Independent, autonomous software development teams manage, test, and deploy these uncoupled services without affecting the rest of the overall system. The result of these independent-yet-connected services is a framework that works as a larger architecture. When it is implemented well, this compartmentalization makes operations more flexible by allowing teams to create their own release cycles, quickening production, and reducing time-to-market by simplifying operations with reusable artifacts.
A monolith is a single massive unit.

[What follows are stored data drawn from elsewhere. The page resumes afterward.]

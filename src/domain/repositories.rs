//! Repository traits: the persistence surface the core consumes (spec §6).
//! Generalized from the teacher's `domain::repositories`
//! (`TradeRepository`/`PortfolioRepository`) shape.

use async_trait::async_trait;
use chrono::NaiveDate;
use rust_decimal::Decimal;

use crate::domain::alert::Alert;
use crate::domain::errors::{AlertError, PositionError, ProviderError, RegimeError};
use crate::domain::position::Position;
use crate::domain::provider_config::{Domain, ProviderConfig};
use crate::domain::regime::MarketRegimeAlert;

#[async_trait]
pub trait PositionRepository: Send + Sync {
    async fn get_all(&self, include_closed: bool) -> Result<Vec<Position>, PositionError>;
    async fn get_in_position(&self) -> Result<Vec<Position>, PositionError>;
    async fn get_watching(&self) -> Result<Vec<Position>, PositionError>;
    async fn get_by_id(&self, id: i64) -> Result<Option<Position>, PositionError>;
    async fn get_by_symbol(&self, symbol: &str, portfolio: &str) -> Result<Option<Position>, PositionError>;
    async fn create(&self, position: Position) -> Result<Position, PositionError>;
    async fn update(&self, position: &Position) -> Result<(), PositionError>;
    async fn update_price(&self, id: i64, price: Decimal, at: chrono::DateTime<chrono::Utc>) -> Result<(), PositionError>;
    async fn get_needing_sync(&self) -> Result<Vec<Position>, PositionError>;
}

#[async_trait]
pub trait AlertRepository: Send + Sync {
    #[allow(clippy::too_many_arguments)]
    async fn create(&self, alert: Alert) -> Result<Alert, AlertError>;
    async fn get_recent(&self, symbol: Option<&str>, hours: i64, limit: u32) -> Result<Vec<Alert>, AlertError>;
    async fn get_last_for_subtype(
        &self,
        symbol: &str,
        subtype: crate::domain::alert::AlertSubtype,
    ) -> Result<Option<Alert>, AlertError>;
    async fn acknowledge(&self, id: i64) -> Result<(), AlertError>;
    async fn acknowledge_all(&self) -> Result<u64, AlertError>;
}

#[async_trait]
pub trait RegimeAlertRepository: Send + Sync {
    async fn get_latest(&self) -> Result<Option<MarketRegimeAlert>, RegimeError>;
    async fn upsert_for_date(&self, date: NaiveDate, snapshot: MarketRegimeAlert, overwrite: bool) -> Result<MarketRegimeAlert, RegimeError>;
}

#[async_trait]
pub trait ProviderConfigRepository: Send + Sync {
    async fn get_primary_for_domain(&self, domain: Domain) -> Result<Option<ProviderConfig>, ProviderError>;
    async fn get_all_for_domain(&self, domain: Domain) -> Result<Vec<ProviderConfig>, ProviderError>;
    async fn get_all_credentials(&self, provider_id: i64) -> Result<Vec<(String, String)>, ProviderError>;
    async fn create_provider(&self, config: ProviderConfig) -> Result<ProviderConfig, ProviderError>;
    async fn set_credential(&self, provider_id: i64, key: &str, value: &str) -> Result<(), ProviderError>;
}
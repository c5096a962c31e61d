//! Infrastructure layer: sqlite persistence, provider implementations,
//! the IPC transport, and chat-sink delivery. Implements the traits
//! `domain` declares; `application` depends on those traits, never on
//! this module's concrete types.

pub mod ipc;
pub mod persistence;
pub mod providers;
pub mod sinks;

Think Ayer’s Rock in Australia (its aboriginal name, “Uluru,” means “giant monolith”), the Great Sphinx, or Michelangelo’s “La Pieta.” The point is: monoliths often are hefty structures.
In that vein, a monolithic architecture is one that connects all the different business units of an entire application into one single stack that shares the same code base. This structure makes it particularly difficult to scale any separate components independently. Take a publishing site, for instance, where users request articles very frequently, but new articles are published infrequently by comparison. In a monolith, you can’t effectively isolate and scale article reading from publishing.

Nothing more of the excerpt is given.